■ ABOUT THIS TASK:
Beneath this task are records; tally the lines in them that contain "DeviceInfo" and report only the number.
Top of INPUT RECORDS
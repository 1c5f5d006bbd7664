use entitle_license::{
    DeviceInfo, HttpLicenseClient, LicenseCheck, LicenseConfig, LicenseError, LicenseServer,
};
use entitle_types::{DeviceId, ErrorKind};
use serde_json::json;
use wiremock::matchers::{body_partial_json, header, method, path};
use wiremock::{Mock, MockServer, ResponseTemplate};

fn device_info() -> DeviceInfo {
    DeviceInfo {
        os_name: "linux".to_string(),
        os_version: "24.04".to_string(),
        hostname: "studio".to_string(),
        arch: "x86_64".to_string(),
    }
}

fn client_for(server: &MockServer) -> HttpLicenseClient {
    let config = LicenseConfig {
        api_base_url: format!("{}/", server.uri()),
        organization_id: "org_test".to_string(),
        ..Default::default()
    };
    HttpLicenseClient::with_device_info(config, device_info()).unwrap()
}

// ── checkLicense ────────────────────────────────────────────────

#[tokio::test]
async fn check_granted_key_requiring_activation() {
    let server = MockServer::start().await;
    Mock::given(method("POST"))
        .and(path("/v1/licenses/validate"))
        .and(body_partial_json(json!({
            "key": "ABC-VALID",
            "organization_id": "org_test"
        })))
        .respond_with(ResponseTemplate::new(200).set_body_json(json!({
            "id": "lk_1",
            "status": "granted",
            "limit_activations": 3
        })))
        .expect(1)
        .mount(&server)
        .await;

    let check = client_for(&server).check_license("ABC-VALID").await.unwrap();
    assert_eq!(
        check,
        LicenseCheck {
            valid: true,
            requires_activation: true,
            activations_limit: Some(3),
        }
    );
}

#[tokio::test]
async fn check_granted_key_without_limit_needs_no_activation() {
    let server = MockServer::start().await;
    Mock::given(method("POST"))
        .and(path("/v1/licenses/validate"))
        .respond_with(ResponseTemplate::new(200).set_body_json(json!({"status": "granted"})))
        .mount(&server)
        .await;

    let check = client_for(&server).check_license("FREE").await.unwrap();
    assert!(check.valid);
    assert!(!check.requires_activation);
}

#[tokio::test]
async fn check_revoked_key_is_invalid() {
    let server = MockServer::start().await;
    Mock::given(method("POST"))
        .and(path("/v1/licenses/validate"))
        .respond_with(ResponseTemplate::new(200).set_body_json(json!({"status": "revoked"})))
        .mount(&server)
        .await;

    let check = client_for(&server).check_license("OLD").await.unwrap();
    assert!(!check.valid);
}

#[tokio::test]
async fn check_unknown_key_is_validation_failure() {
    let server = MockServer::start().await;
    Mock::given(method("POST"))
        .and(path("/v1/licenses/validate"))
        .respond_with(ResponseTemplate::new(404).set_body_json(json!({
            "error": "ResourceNotFound",
            "detail": "License key not found"
        })))
        .mount(&server)
        .await;

    let err = client_for(&server).check_license("NOPE").await.unwrap_err();
    match err {
        LicenseError::ValidationFailed(reason) => assert_eq!(reason, "License key not found"),
        other => panic!("unexpected {other:?}"),
    }
}

#[tokio::test]
async fn malformed_response_is_protocol_error() {
    let server = MockServer::start().await;
    Mock::given(method("POST"))
        .and(path("/v1/licenses/validate"))
        .respond_with(ResponseTemplate::new(200).set_body_string("<html>gateway</html>"))
        .mount(&server)
        .await;

    let err = client_for(&server).check_license("ABC").await.unwrap_err();
    assert!(matches!(err, LicenseError::Protocol(_)));
    assert_eq!(err.kind(), Some(ErrorKind::ValidationFailed));
    assert!(!err.is_retryable());
    assert!(!err.is_key_rejection());
}

#[tokio::test]
async fn server_error_is_network_error() {
    let server = MockServer::start().await;
    Mock::given(method("POST"))
        .respond_with(ResponseTemplate::new(503).set_body_string("unavailable"))
        .mount(&server)
        .await;

    let err = client_for(&server).check_license("ABC").await.unwrap_err();
    assert!(matches!(err, LicenseError::Network(_)));
    assert!(err.is_retryable());
}

#[tokio::test]
async fn unreachable_server_is_network_error() {
    let config = LicenseConfig {
        api_base_url: "http://127.0.0.1:9".to_string(),
        request_timeout_secs: 2,
        ..Default::default()
    };
    let client = HttpLicenseClient::with_device_info(config, device_info()).unwrap();

    let err = client.check_license("ABC").await.unwrap_err();
    assert!(matches!(err, LicenseError::Network(_)));
}

#[tokio::test]
async fn bearer_token_is_sent_when_configured() {
    let server = MockServer::start().await;
    Mock::given(method("POST"))
        .and(header("authorization", "Bearer secret-token"))
        .respond_with(ResponseTemplate::new(200).set_body_json(json!({"status": "granted"})))
        .expect(1)
        .mount(&server)
        .await;

    let config = LicenseConfig {
        api_base_url: server.uri(),
        api_token: Some("secret-token".to_string()),
        ..Default::default()
    };
    let client = HttpLicenseClient::with_device_info(config, device_info()).unwrap();
    assert!(client.check_license("ABC").await.unwrap().valid);
}

// ── activate ────────────────────────────────────────────────────

#[tokio::test]
async fn activate_sends_device_and_returns_activation() {
    let server = MockServer::start().await;
    Mock::given(method("POST"))
        .and(path("/v1/licenses/activate"))
        .and(body_partial_json(json!({
            "key": "ABC-VALID",
            "organization_id": "org_test",
            "label": "studio",
            "meta": {"device_id": "dev-1", "os": "linux"}
        })))
        .respond_with(ResponseTemplate::new(200).set_body_json(json!({
            "id": "act_42",
            "license_key": {"limit_activations": 1, "status": "granted"}
        })))
        .expect(1)
        .mount(&server)
        .await;

    let activation = client_for(&server)
        .activate("ABC-VALID", &DeviceId::from_raw("dev-1"))
        .await
        .unwrap();
    assert_eq!(activation.activation_id, "act_42");
    assert_eq!(activation.activations_limit, 1);
}

#[tokio::test]
async fn activate_over_limit_is_limit_reached() {
    let server = MockServer::start().await;
    Mock::given(method("POST"))
        .and(path("/v1/licenses/activate"))
        .respond_with(ResponseTemplate::new(403).set_body_json(json!({
            "error": "NotPermitted",
            "detail": "License key only allows 1 activations."
        })))
        .mount(&server)
        .await;

    let err = client_for(&server)
        .activate("ABC-VALID", &DeviceId::from_raw("dev-2"))
        .await
        .unwrap_err();
    assert!(matches!(err, LicenseError::ActivationLimitReached { limit: 1 }));
}

#[tokio::test]
async fn activate_not_required_is_reported() {
    let server = MockServer::start().await;
    Mock::given(method("POST"))
        .and(path("/v1/licenses/activate"))
        .respond_with(ResponseTemplate::new(400).set_body_json(json!({
            "error": "ActivationNotRequired",
            "detail": "This license key does not require activation."
        })))
        .mount(&server)
        .await;

    let err = client_for(&server)
        .activate("FREE", &DeviceId::from_raw("dev-1"))
        .await
        .unwrap_err();
    assert!(matches!(err, LicenseError::ActivationNotRequired));
}

#[tokio::test]
async fn activate_other_rejection_is_activation_failure() {
    let server = MockServer::start().await;
    Mock::given(method("POST"))
        .and(path("/v1/licenses/activate"))
        .respond_with(ResponseTemplate::new(422).set_body_json(json!({
            "error": "RequestValidationError",
            "detail": [{"loc": ["body", "label"], "msg": "too long"}]
        })))
        .mount(&server)
        .await;

    let err = client_for(&server)
        .activate("ABC", &DeviceId::from_raw("dev-1"))
        .await
        .unwrap_err();
    match err {
        LicenseError::ActivationFailed(reason) => assert!(reason.contains("too long")),
        other => panic!("unexpected {other:?}"),
    }
}

#[tokio::test]
async fn activate_of_disabled_key_fails() {
    let server = MockServer::start().await;
    Mock::given(method("POST"))
        .and(path("/v1/licenses/activate"))
        .respond_with(ResponseTemplate::new(200).set_body_json(json!({
            "id": "act_1",
            "license_key": {"limit_activations": 2, "status": "disabled"}
        })))
        .mount(&server)
        .await;

    let err = client_for(&server)
        .activate("ABC", &DeviceId::from_raw("dev-1"))
        .await
        .unwrap_err();
    assert!(matches!(err, LicenseError::ActivationFailed(_)));
}

// ── revalidate ──────────────────────────────────────────────────

#[tokio::test]
async fn revalidate_confirms_matching_activation() {
    let server = MockServer::start().await;
    Mock::given(method("POST"))
        .and(path("/v1/licenses/validate"))
        .and(body_partial_json(json!({"activation_id": "act_42"})))
        .respond_with(ResponseTemplate::new(200).set_body_json(json!({
            "status": "granted",
            "limit_activations": 1,
            "activation": {"id": "act_42"}
        })))
        .mount(&server)
        .await;

    assert!(client_for(&server).revalidate("ABC", "act_42").await.unwrap());
}

#[tokio::test]
async fn revalidate_mismatched_activation_is_false() {
    let server = MockServer::start().await;
    Mock::given(method("POST"))
        .respond_with(ResponseTemplate::new(200).set_body_json(json!({
            "status": "granted",
            "activation": {"id": "act_other"}
        })))
        .mount(&server)
        .await;

    assert!(!client_for(&server).revalidate("ABC", "act_42").await.unwrap());
}

#[tokio::test]
async fn revalidate_deleted_activation_is_false() {
    let server = MockServer::start().await;
    Mock::given(method("POST"))
        .respond_with(ResponseTemplate::new(404).set_body_json(json!({
            "error": "ResourceNotFound",
            "detail": "Activation not found"
        })))
        .mount(&server)
        .await;

    assert!(!client_for(&server).revalidate("ABC", "act_42").await.unwrap());
}

#[tokio::test]
async fn revalidate_outage_is_network_error() {
    let server = MockServer::start().await;
    Mock::given(method("POST"))
        .respond_with(ResponseTemplate::new(502))
        .mount(&server)
        .await;

    let err = client_for(&server).revalidate("ABC", "act_42").await.unwrap_err();
    assert!(matches!(err, LicenseError::Network(_)));
}

#[tokio::test]
async fn revalidate_with_bad_token_is_not_revocation() {
    let server = MockServer::start().await;
    Mock::given(method("POST"))
        .respond_with(ResponseTemplate::new(401).set_body_json(json!({"detail": "Invalid token"})))
        .mount(&server)
        .await;

    let err = client_for(&server).revalidate("ABC", "act_42").await.unwrap_err();
    assert!(matches!(err, LicenseError::Protocol(_)));
}

#[tokio::test]
async fn revalidate_bad_request_is_not_revocation() {
    let server = MockServer::start().await;
    Mock::given(method("POST"))
        .respond_with(ResponseTemplate::new(400).set_body_json(json!({
            "error": "BadRequest",
            "detail": "Unsupported field"
        })))
        .mount(&server)
        .await;

    let err = client_for(&server).revalidate("ABC", "act_42").await.unwrap_err();
    assert!(matches!(err, LicenseError::Protocol(_)));
}

#[tokio::test]
async fn check_with_forbidden_token_is_protocol_error() {
    let server = MockServer::start().await;
    Mock::given(method("POST"))
        .respond_with(ResponseTemplate::new(403).set_body_json(json!({
            "error": "NotPermitted",
            "detail": "Token lacks license scope"
        })))
        .mount(&server)
        .await;

    let err = client_for(&server).check_license("ABC").await.unwrap_err();
    assert!(matches!(err, LicenseError::Protocol(_)));
}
Bottom of INPUT RECORDS
■ TASK ANSWER:
3